The TV remotes are another conspiracy. They're either missing half their buttons or have so many buttons that operating them requires an engineering degree. Want to change the channel? First, you need to figure out which of the seven inputs corresponds to actual television, then navigate a menu system designed by someone who clearly believes that accessing basic functions should require the solving of riddles. Trying to connect your device so you can stream from it? Forget it!! If you have an Apple device it doesn't work and if you have an Android it might work, but not the way you want it to.
But perhaps the most psychologically disturbing aspect of hotel stays is the ice machine.
It's always located at the end of an impossibly long hallway, behind a door that slams shut with the sound of doom, on a floor that's never the one your room is located on. The ice itself is either completely absent or dispensed in such quantities that you could supply a small arctic expedition. There's no middle ground.
Room service menus are works of creative writing that would impress Kafka. A sandwich costs more than a decent restaurant meal, and somehow takes longer to arrive than if you had grown the ingredients yourself.

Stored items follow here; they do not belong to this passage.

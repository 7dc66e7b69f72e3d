use std::path::Path;

use serde_json::{Value, json};

use crate::block::detect_block;
use crate::config::EngineConfig;
use crate::discovery::Discoverer;
use crate::error::RecordError;
use crate::formats::{RawRecord, RunMetadata, RunResult, Sample, SampleOutcome};
use crate::listing::Promoter;
use crate::metrics::RunMetrics;
use crate::reader::{JsonlReader, RawLine, decode_embedded};
use crate::registry::{CollectionMode, PlatformAdapter};
use crate::scoring::{Deduper, Offer, dedup_key, score};

#[derive(Debug, Clone, Default, PartialEq, Eq)]
pub struct NormalizeOptions {
    pub max_items: Option<usize>,
    pub include_raw: bool,
}

pub struct Normalizer<'r> {
    adapter: &'r PlatformAdapter,
    config: EngineConfig,
}

struct Run {
    metrics: RunMetrics,
    deduper: Deduper,
    samples: Vec<Sample>,
    sample_cap: usize,
}

impl Run {
    fn sample(&mut self, sample: Sample) {
        if self.samples.len() < self.sample_cap {
            self.samples.push(sample);
        }
    }
}

struct RecordOutcome {
    candidates: usize,
    external_ids: Vec<String>,
    items: usize,
}

impl<'r> Normalizer<'r> {
    pub fn new(adapter: &'r PlatformAdapter, config: EngineConfig) -> Self {
        Self { adapter, config }
    }

    pub fn config(&self) -> &EngineConfig {
        &self.config
    }

    /// Normalize one JSONL capture. Fails only when the input cannot be opened.
    pub fn normalize(&self, path: &Path, options: &NormalizeOptions) -> anyhow::Result<RunResult> {
        let reader = JsonlReader::open(path)?;
        let platform = self.adapter.code.as_str();
        tracing::info!(platform, input = %path.display(), "normalize started");
        if self.adapter.collection_mode == CollectionMode::Blocked {
            tracing::info!(platform, "platform is marked BLOCKED; expecting block pages");
        }

        let discoverer = Discoverer::new(&self.config.field_hints, self.config.discovery);
        let promoter = Promoter::new(
            platform,
            &self.config,
            self.adapter.site_root.as_deref(),
            options.include_raw,
        );
        let mut run = Run {
            metrics: RunMetrics::default(),
            deduper: Deduper::new(),
            samples: Vec::new(),
            sample_cap: self.config.sample_cap(),
        };

        for raw_line in reader {
            run.metrics.raw_records += 1;
            match raw_line {
                RawLine::Malformed { line, error } => {
                    tracing::debug!(line, %error, "skipping malformed line");
                    run.metrics.parse_failure_from_json += 1;
                    run.metrics.record_failure(line, error.code(), error.to_string());
                    run.sample(failure_sample(line, SampleOutcome::ParseFailed, None, &error));
                }
                RawLine::Record { line, record } => {
                    run.metrics.parsed_raw_records += 1;
                    self.handle_record(&mut run, &discoverer, &promoter, line, &record);
                }
            }
        }

        let deduper = std::mem::take(&mut run.deduper);
        run.metrics.duplicates_dropped = deduper.duplicates_dropped();
        let mut items = deduper.into_items();
        let items_truncated = options.max_items.is_some_and(|max| items.len() > max);
        if let Some(max) = options.max_items {
            items.truncate(max);
        }

        run.metrics.finish(&items);
        let threshold_breaches = run.metrics.threshold_breaches(&self.config.thresholds);
        for breach in &threshold_breaches {
            tracing::warn!(platform, threshold = %breach, "quality threshold not met");
        }

        let metadata = RunMetadata {
            platform_code: self.adapter.code.clone(),
            platform_name: self.adapter.name.clone(),
            collection_mode: self.adapter.collection_mode,
            input_path: path.display().to_string(),
            generated_at: chrono::Utc::now().to_rfc3339(),
            raw_records: run.metrics.raw_records,
            normalized_items: items.len(),
            max_items: options.max_items,
            items_truncated,
            include_raw: options.include_raw,
            image_limit: self.config.image_limit,
            max_samples: run.sample_cap,
            max_depth: self.config.discovery.max_depth,
            max_nodes: self.config.discovery.max_nodes,
            thresholds: self.config.thresholds,
            threshold_breaches,
        };

        tracing::info!(
            platform,
            raw_records = run.metrics.raw_records,
            items = items.len(),
            duplicates = run.metrics.duplicates_dropped,
            "normalize finished"
        );

        Ok(RunResult {
            metadata,
            stats: run.metrics,
            samples: run.samples,
            items,
        })
    }

    fn handle_record(
        &self,
        run: &mut Run,
        discoverer: &Discoverer<'_>,
        promoter: &Promoter<'_>,
        line: usize,
        record: &RawRecord,
    ) {
        if let Some(code) = record.platform_code.as_deref()
            && !code.eq_ignore_ascii_case(&self.adapter.code)
        {
            tracing::debug!(
                line,
                record_platform = code,
                "record platform differs from run platform"
            );
        }
        let source_url = record.origin_url().map(str::to_owned);

        match self.process_record(run, discoverer, promoter, line, record) {
            Ok(outcome) => {
                let outcome_kind = if outcome.items == 0 {
                    run.metrics.unmapped_records += 1;
                    tracing::debug!(
                        line,
                        candidates = outcome.candidates,
                        "record mapped to no listings"
                    );
                    SampleOutcome::Unmapped
                } else {
                    SampleOutcome::Normalized
                };
                run.sample(Sample {
                    line,
                    outcome: outcome_kind,
                    source_url,
                    candidates: outcome.candidates,
                    items: outcome.items,
                    external_ids: outcome.external_ids,
                    code: None,
                    message: None,
                });
            }
            Err(error) => {
                let outcome = match &error {
                    RecordError::Blocked { reason } => {
                        run.metrics.blocked_records += 1;
                        tracing::warn!(line, reason = %reason, "source access blocked");
                        SampleOutcome::Blocked
                    }
                    _ => {
                        run.metrics.parse_failure += 1;
                        tracing::debug!(line, %error, "record skipped");
                        SampleOutcome::Failed
                    }
                };
                run.metrics.record_failure(line, error.code(), error.to_string());
                run.sample(failure_sample(line, outcome, source_url, &error));
            }
        }
    }

    fn process_record(
        &self,
        run: &mut Run,
        discoverer: &Discoverer<'_>,
        promoter: &Promoter<'_>,
        line: usize,
        record: &RawRecord,
    ) -> Result<RecordOutcome, RecordError> {
        if record.payload.is_none() && record.list_data.is_none() {
            return Err(RecordError::MissingPayload);
        }
        let payload = record.payload.as_ref().map(decode_embedded).transpose()?;
        if let Some(reason) = payload.as_deref().and_then(detect_block) {
            return Err(RecordError::Blocked { reason });
        }
        let list_data = record.list_data.as_ref().map(decode_embedded).transpose()?;

        let roots: Vec<&Value> = payload
            .as_deref()
            .into_iter()
            .chain(list_data.as_deref())
            .collect();
        let discovery = discoverer.discover(&roots);
        if discovery.truncated {
            run.metrics.discovery_truncated_records += 1;
            tracing::debug!(line, visited = discovery.visited_nodes, "discovery truncated");
        }
        run.metrics.candidates_discovered += discovery.candidates.len();

        let mut outcome = RecordOutcome {
            candidates: discovery.candidates.len(),
            external_ids: Vec::new(),
            items: 0,
        };
        for candidate in discovery.candidates {
            let Some(mut listing) = promoter.promote(candidate, record) else {
                run.metrics.candidates_dropped_empty += 1;
                continue;
            };
            let key = dedup_key(&listing);
            let score = score(&listing);
            listing.raw_attrs.insert("score".to_owned(), json!(score));
            listing.raw_attrs.insert("dedup_key".to_owned(), json!(key));
            if let Some(id) = &listing.external_id {
                outcome.external_ids.push(id.clone());
            }
            run.metrics.normalized_before_dedup += 1;
            outcome.items += 1;
            match run.deduper.offer(key, listing, score) {
                Offer::Inserted => {}
                offer => tracing::debug!(line, score, ?offer, "duplicate listing"),
            }
        }
        Ok(outcome)
    }
}

fn failure_sample(
    line: usize,
    outcome: SampleOutcome,
    source_url: Option<String>,
    error: &RecordError,
) -> Sample {
    Sample {
        line,
        outcome,
        source_url,
        candidates: 0,
        items: 0,
        external_ids: Vec::new(),
        code: Some(error.code()),
        message: Some(error.to_string()),
    }
}
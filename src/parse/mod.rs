pub mod area;
pub mod currency;
pub mod floor;
pub mod images;
pub mod text;
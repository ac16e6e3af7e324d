//! pitchd - sales-roleplay backend
//!
//! Forwards a salesperson's line to the model as an in-character prospect,
//! then has the model grade the exchange.

use anyhow::{Context, Result};
use clap::Parser;
use pitch_common::PitchConfig;
use pitchd::cli::Cli;
use pitchd::gateway::GroqClient;
use pitchd::server;
use std::sync::Arc;
use tracing::info;
use tracing_subscriber::EnvFilter;

#[tokio::main]
async fn main() -> Result<()> {
    // Initialize logging
    tracing_subscriber::fmt()
        .with_env_filter(
            EnvFilter::try_from_default_env().unwrap_or_else(|_| EnvFilter::new("info")),
        )
        .with_writer(std::io::stderr)
        .init();

    let cli = Cli::parse();

    info!("[BOOT] pitchd v{} starting", env!("CARGO_PKG_VERSION"));

    let mut config =
        PitchConfig::load(cli.config.as_deref()).context("Failed to load configuration")?;
    if let Some(port) = cli.port {
        config.server.port = port;
    }

    let gateway = GroqClient::new(&config.llm);
    info!(
        "[BOOT] Model gateway: {} via {}",
        config.llm.model,
        gateway.endpoint()
    );
    info!(
        "[BOOT] API key: {}",
        if gateway.has_api_key() { "configured" } else { "missing" }
    );

    server::run(&config, Arc::new(gateway)).await
}
//! HTTP server for pitchd

use crate::gateway::ChatGateway;
use crate::orchestrator::RoleplayOrchestrator;
use crate::routes;
use anyhow::{Context, Result};
use axum::Router;
use pitch_common::PitchConfig;
use std::sync::Arc;
use tower_http::cors::CorsLayer;
use tower_http::trace::TraceLayer;
use tracing::{info, warn};

/// Application state shared across handlers.
///
/// Built once at startup; holds the single gateway client and is never
/// mutated afterwards.
pub struct AppState {
    pub orchestrator: RoleplayOrchestrator,
}

impl AppState {
    pub fn new(gateway: Arc<dyn ChatGateway>, config: &PitchConfig) -> Self {
        Self {
            orchestrator: RoleplayOrchestrator::new(gateway, &config.llm),
        }
    }
}

/// Build the router with permissive CORS and request tracing
pub fn router(state: AppState) -> Router {
    Router::new()
        .merge(routes::health_routes())
        .merge(routes::roleplay_routes())
        .with_state(Arc::new(state))
        .layer(CorsLayer::permissive())
        .layer(TraceLayer::new_for_http())
}

/// Run the HTTP server until Ctrl-C
pub async fn run(config: &PitchConfig, gateway: Arc<dyn ChatGateway>) -> Result<()> {
    let state = AppState::new(gateway, config);
    let (reply, evaluation) = (
        state.orchestrator.reply_sampling(),
        state.orchestrator.evaluation_sampling(),
    );
    info!(
        "[BOOT] Reply sampling: temperature {} max_tokens {}",
        reply.temperature, reply.max_tokens
    );
    info!(
        "[BOOT] Evaluation sampling: temperature {} max_tokens {}",
        evaluation.temperature, evaluation.max_tokens
    );
    let app = router(state);

    let addr = config.bind_addr();
    let listener = tokio::net::TcpListener::bind(&addr)
        .await
        .with_context(|| format!("Failed to bind {}", addr))?;
    info!("  Listening on http://{}", addr);

    axum::serve(listener, app)
        .with_graceful_shutdown(shutdown_signal())
        .await?;
    info!("Shutting down gracefully");
    Ok(())
}

async fn shutdown_signal() {
    if let Err(e) = tokio::signal::ctrl_c().await {
        warn!("Failed to listen for Ctrl-C: {}", e);
        std::future::pending::<()>().await;
    }
}
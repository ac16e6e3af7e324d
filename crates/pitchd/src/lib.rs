//! pitchd library - exposes modules for testing.

pub mod cli;
pub mod gateway;
pub mod orchestrator;
pub mod routes;
pub mod server;
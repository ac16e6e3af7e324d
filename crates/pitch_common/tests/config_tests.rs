//! Tests for config.rs file loading

use pitch_common::{LlmConfig, PitchConfig};
use std::fs;
use tempfile::TempDir;

#[test]
fn test_load_from_path_full_file() {
    let dir = TempDir::new().unwrap();
    let path = dir.path().join("config.toml");
    fs::write(
        &path,
        r#"
[server]
host = "127.0.0.1"
port = 7000

[llm]
api_base = "http://localhost:8081/v1"
model = "llama-3.1-8b-instant"
reply_temperature = 0.9
evaluation_max_tokens = 300
timeout_secs = 15
"#,
    )
    .unwrap();

    let config = PitchConfig::load_from_path(&path).unwrap();
    assert_eq!(config.bind_addr(), "127.0.0.1:7000");
    assert_eq!(config.llm.api_base, "http://localhost:8081/v1");
    assert_eq!(config.llm.model, "llama-3.1-8b-instant");
    assert!((config.llm.reply_temperature - 0.9).abs() < f32::EPSILON);
    assert_eq!(config.llm.reply_max_tokens, 200);
    assert_eq!(config.llm.evaluation_max_tokens, 300);
    assert_eq!(config.llm.timeout_secs, 15);
}

#[test]
fn test_load_from_path_empty_file_is_defaults() {
    let dir = TempDir::new().unwrap();
    let path = dir.path().join("config.toml");
    fs::write(&path, "").unwrap();

    let config = PitchConfig::load_from_path(&path).unwrap();
    assert_eq!(config, PitchConfig::default());
    assert_eq!(config.llm, LlmConfig::default());
}

#[test]
fn test_load_from_missing_path_fails() {
    let dir = TempDir::new().unwrap();
    let path = dir.path().join("nope.toml");
    let err = PitchConfig::load_from_path(&path).unwrap_err();
    assert!(err.to_string().contains("Failed to read config file"));
}

#[test]
fn test_load_from_path_rejects_bad_toml() {
    let dir = TempDir::new().unwrap();
    let path = dir.path().join("config.toml");
    fs::write(&path, "[server]\nport = \"five thousand\"\n").unwrap();

    let err = PitchConfig::load_from_path(&path).unwrap_err();
    assert!(err.to_string().contains("Failed to parse config file"));
}
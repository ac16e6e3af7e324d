//! Groq chat-completions client.
//!
//! Groq serves the OpenAI-compatible `/chat/completions` shape, so this works
//! against any provider exposing that endpoint. One `reqwest::Client` is built
//! at startup and shared by every request.

use super::{ChatGateway, GatewayError};
use async_trait::async_trait;
use pitch_common::{ChatCompletionRequest, ChatCompletionResponse, LlmConfig};
use std::time::{Duration, Instant};
use tracing::{debug, error, info};

pub struct GroqClient {
    http_client: reqwest::Client,
    endpoint: String,
    api_key: Option<String>,
}

impl GroqClient {
    pub fn new(config: &LlmConfig) -> Self {
        Self {
            http_client: reqwest::Client::builder()
                .timeout(Duration::from_secs(config.timeout_secs))
                .build()
                .unwrap_or_default(),
            endpoint: format!("{}/chat/completions", config.api_base.trim_end_matches('/')),
            api_key: config.api_key.clone(),
        }
    }

    /// Full URL that completions are posted to
    pub fn endpoint(&self) -> &str {
        &self.endpoint
    }

    pub fn has_api_key(&self) -> bool {
        self.api_key.is_some()
    }
}

#[async_trait]
impl ChatGateway for GroqClient {
    async fn complete(&self, request: ChatCompletionRequest) -> Result<String, GatewayError> {
        let api_key = self.api_key.as_deref().ok_or(GatewayError::MissingApiKey)?;

        let prompt_chars: usize = request.messages.iter().map(|m| m.content.len()).sum();
        info!(
            "[>]  LLM CALL [{}] ({} messages, {} chars, temperature {}, max_tokens {})",
            request.model,
            request.messages.len(),
            prompt_chars,
            request.temperature,
            request.max_tokens
        );
        for message in &request.messages {
            debug!("[{}] {}", message.role, message.content);
        }

        let start = Instant::now();

        let response = self
            .http_client
            .post(&self.endpoint)
            .bearer_auth(api_key)
            .json(&request)
            .send()
            .await
            .map_err(|e| GatewayError::Transport(e.to_string()))?;

        let status = response.status();
        if !status.is_success() {
            let body = response.text().await.unwrap_or_default();
            error!("[-]  Provider error {}: {}", status, body);
            return Err(GatewayError::Provider {
                status: status.as_u16(),
                body,
            });
        }

        let completion: ChatCompletionResponse = response
            .json()
            .await
            .map_err(|e| GatewayError::Decode(e.to_string()))?;

        let content = completion
            .first_content()
            .ok_or(GatewayError::EmptyCompletion)?
            .to_string();

        info!(
            "[<]  LLM RESPONSE ({} chars) in {:.2}s",
            content.len(),
            start.elapsed().as_secs_f64()
        );
        debug!("[assistant] {}", content);

        Ok(content)
    }
}
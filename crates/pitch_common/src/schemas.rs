//! Wire types for the roleplay API and the chat-completions provider.
//!
//! Field names on the HTTP surface are camelCase; provider types follow the
//! OpenAI-compatible chat-completions shape that Groq serves.

use serde::{Deserialize, Deserializer, Serialize};
use std::collections::BTreeMap;
use std::fmt;

/// Treat an explicit `null` the same as an absent field.
fn null_as_default<'de, D, T>(deserializer: D) -> Result<T, D::Error>
where
    D: Deserializer<'de>,
    T: Default + Deserialize<'de>,
{
    Ok(Option::<T>::deserialize(deserializer)?.unwrap_or_default())
}

fn default_round() -> u32 {
    1
}

// ============================================================================
// Request
// ============================================================================

/// One salesperson utterance plus the persona it is aimed at.
///
/// Every field is optional on the wire. The client re-sends the persona on
/// each turn; nothing is kept between requests.
#[derive(Debug, Clone, PartialEq, Serialize, Deserialize)]
#[serde(rename_all = "camelCase")]
pub struct ConversationTurn {
    #[serde(default = "default_round")]
    pub round: u32,

    #[serde(default, deserialize_with = "null_as_default")]
    pub user_transcript: String,

    #[serde(default, deserialize_with = "null_as_default")]
    pub prospect_name: String,

    #[serde(default, deserialize_with = "null_as_default")]
    pub prospect_type: String,

    #[serde(default, deserialize_with = "null_as_default")]
    pub prospect_context: String,

    /// Answers from the client's prep screen. Accepted, never read.
    #[serde(default, deserialize_with = "null_as_default")]
    pub prep_answers: BTreeMap<String, serde_json::Value>,
}

impl Default for ConversationTurn {
    fn default() -> Self {
        Self {
            round: default_round(),
            user_transcript: String::new(),
            prospect_name: String::new(),
            prospect_type: String::new(),
            prospect_context: String::new(),
            prep_answers: BTreeMap::new(),
        }
    }
}

// ============================================================================
// Evaluation
// ============================================================================

/// How receptive the prospect is, from COLD up to HOT.
///
/// The evaluator model occasionally invents other labels; those are kept
/// verbatim in `Unrecognized` rather than clamped.
#[derive(Debug, Clone, PartialEq, Eq, Hash, Default, Serialize, Deserialize)]
#[serde(from = "String", into = "String")]
pub enum Warmth {
    Hot,
    Warm,
    Cool,
    #[default]
    Cold,
    Unrecognized(String),
}

impl Warmth {
    pub fn as_str(&self) -> &str {
        match self {
            Warmth::Hot => "HOT",
            Warmth::Warm => "WARM",
            Warmth::Cool => "COOL",
            Warmth::Cold => "COLD",
            Warmth::Unrecognized(raw) => raw,
        }
    }

    pub fn is_recognized(&self) -> bool {
        !matches!(self, Warmth::Unrecognized(_))
    }
}

impl From<String> for Warmth {
    fn from(raw: String) -> Self {
        match raw.as_str() {
            "HOT" => Warmth::Hot,
            "WARM" => Warmth::Warm,
            "COOL" => Warmth::Cool,
            "COLD" => Warmth::Cold,
            _ => Warmth::Unrecognized(raw),
        }
    }
}

impl From<&str> for Warmth {
    fn from(raw: &str) -> Self {
        Warmth::from(raw.to_string())
    }
}

impl From<Warmth> for String {
    fn from(warmth: Warmth) -> Self {
        match warmth {
            Warmth::Unrecognized(raw) => raw,
            known => known.as_str().to_string(),
        }
    }
}

impl fmt::Display for Warmth {
    fn fmt(&self, f: &mut fmt::Formatter<'_>) -> fmt::Result {
        f.write_str(self.as_str())
    }
}

/// Sales-trainer verdict on a single exchange.
///
/// Absent or `null` fields decode to their defaults (false / COLD / empty).
#[derive(Debug, Clone, PartialEq, Eq, Default, Serialize, Deserialize)]
#[serde(rename_all = "camelCase")]
pub struct Evaluation {
    #[serde(default, deserialize_with = "null_as_default")]
    pub uncovered_pain: bool,

    #[serde(default, deserialize_with = "null_as_default")]
    pub created_urgency: bool,

    #[serde(default, deserialize_with = "null_as_default")]
    pub established_credibility: bool,

    #[serde(default, deserialize_with = "null_as_default")]
    pub got_pull: bool,

    #[serde(default, deserialize_with = "null_as_default")]
    pub warmth: Warmth,

    #[serde(default, deserialize_with = "null_as_default")]
    pub feedback: Vec<String>,
}

/// Coaching hint appended to every fallback evaluation.
pub const FALLBACK_HINT: &str = "Try again with more specific discovery questions";

impl Evaluation {
    /// Result used whenever the evaluator call or its parsing fails.
    pub fn fallback(reason: impl fmt::Display) -> Self {
        Self {
            uncovered_pain: false,
            created_urgency: false,
            established_credibility: false,
            got_pull: false,
            warmth: Warmth::Cold,
            feedback: vec![
                format!("Error evaluating conversation: {}", reason),
                FALLBACK_HINT.to_string(),
            ],
        }
    }

    /// True when this looks like `Evaluation::fallback` output.
    pub fn is_fallback(&self) -> bool {
        self.feedback.len() == 2
            && self.feedback[1] == FALLBACK_HINT
            && self.feedback[0].starts_with("Error evaluating conversation: ")
            && !self.got_pull
            && self.warmth == Warmth::Cold
    }
}

// ============================================================================
// Response
// ============================================================================

/// The nested `evaluation` object of the HTTP response.
#[derive(Debug, Clone, PartialEq, Eq, Serialize, Deserialize)]
#[serde(rename_all = "camelCase")]
pub struct EvaluationSummary {
    pub uncovered_pain: bool,
    pub created_urgency: bool,
    pub established_credibility: bool,
    pub feedback: Vec<String>,
}

/// Body of a successful `POST /api/generate-response`.
#[derive(Debug, Clone, PartialEq, Eq, Serialize, Deserialize)]
#[serde(rename_all = "camelCase")]
pub struct GenerateResponse {
    pub response: String,
    pub evaluation: EvaluationSummary,
    pub got_pull: bool,
    pub warmth: Warmth,
}

impl GenerateResponse {
    pub fn new(reply: String, evaluation: Evaluation) -> Self {
        Self {
            response: reply,
            evaluation: EvaluationSummary {
                uncovered_pain: evaluation.uncovered_pain,
                created_urgency: evaluation.created_urgency,
                established_credibility: evaluation.established_credibility,
                feedback: evaluation.feedback,
            },
            got_pull: evaluation.got_pull,
            warmth: evaluation.warmth,
        }
    }
}

#[derive(Debug, Clone, PartialEq, Eq, Serialize, Deserialize)]
pub struct ErrorResponse {
    pub error: String,
}

#[derive(Debug, Clone, PartialEq, Eq, Serialize, Deserialize)]
pub struct HealthResponse {
    pub status: String,
}

impl HealthResponse {
    pub fn healthy() -> Self {
        Self {
            status: "healthy".to_string(),
        }
    }
}

// ============================================================================
// Chat completions (provider side)
// ============================================================================

#[derive(Debug, Clone, PartialEq, Serialize, Deserialize)]
pub struct ChatMessage {
    pub role: String,
    pub content: String,
}

impl ChatMessage {
    pub fn system(content: impl Into<String>) -> Self {
        Self {
            role: "system".to_string(),
            content: content.into(),
        }
    }

    pub fn user(content: impl Into<String>) -> Self {
        Self {
            role: "user".to_string(),
            content: content.into(),
        }
    }
}

#[derive(Debug, Clone, PartialEq, Serialize, Deserialize)]
pub struct ChatCompletionRequest {
    pub model: String,
    pub messages: Vec<ChatMessage>,
    pub temperature: f32,
    pub max_tokens: u32,
}

#[derive(Debug, Clone, Serialize, Deserialize)]
pub struct ChatCompletionResponse {
    #[serde(default)]
    pub choices: Vec<ChatChoice>,
}

#[derive(Debug, Clone, Serialize, Deserialize)]
pub struct ChatChoice {
    pub message: ChatReply,
}

/// Assistant message inside a choice; `content` may be null.
#[derive(Debug, Clone, Serialize, Deserialize)]
pub struct ChatReply {
    #[serde(default)]
    pub role: Option<String>,
    #[serde(default)]
    pub content: Option<String>,
}

impl ChatCompletionResponse {
    /// Text of the first choice, if there is one.
    pub fn first_content(&self) -> Option<&str> {
        self.choices
            .first()
            .and_then(|choice| choice.message.content.as_deref())
    }
}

When it does arrive, it's accompanied by enough packaging to supply a small moving company, and the sandwich itself has been designed by someone whose understanding of food exists only in theory. Pro tip - if you want to test hotels, they all generally have some version of a Club Sandwich (I am going to write an entire blog on Club Sandwiches, so stay tuned). Order this in every hotel. If they don't have one, they're not a good hotel.
Yet despite all this, the carpets, the elevators, the showers that alternate between arctic and volcanic, we keep traveling. We keep staying in these liminal spaces that exist somewhere between reality and a David Lynch film. Why? Because travel itself is transformative, even when the hotels seem designed to break our spirits.
Maybe that's the point. Maybe the mild psychological torture of hotel amenities is actually preparation for the disorientation of being in new places, meeting new people, experiencing things that don't fit into our familiar categories.
The carpet that hurts your eyes might be training you to see beauty in unexpected places. The shower controls that defy logic might be teaching you patience and adaptability.
Or maybe hotel carpets are just really ugly, and I'm overthinking things because I've spent too much time staring at them while waiting for elevators that may or may not arrive in this lifetime.
Either way, I'll keep traveling, keep staying in hotels, and keep wondering what exactly goes through the mind of someone who designs carpet patterns that look like they were inspired by a kaleidoscope having an anxiety attack.
Some mysteries are meant to remain unsolved.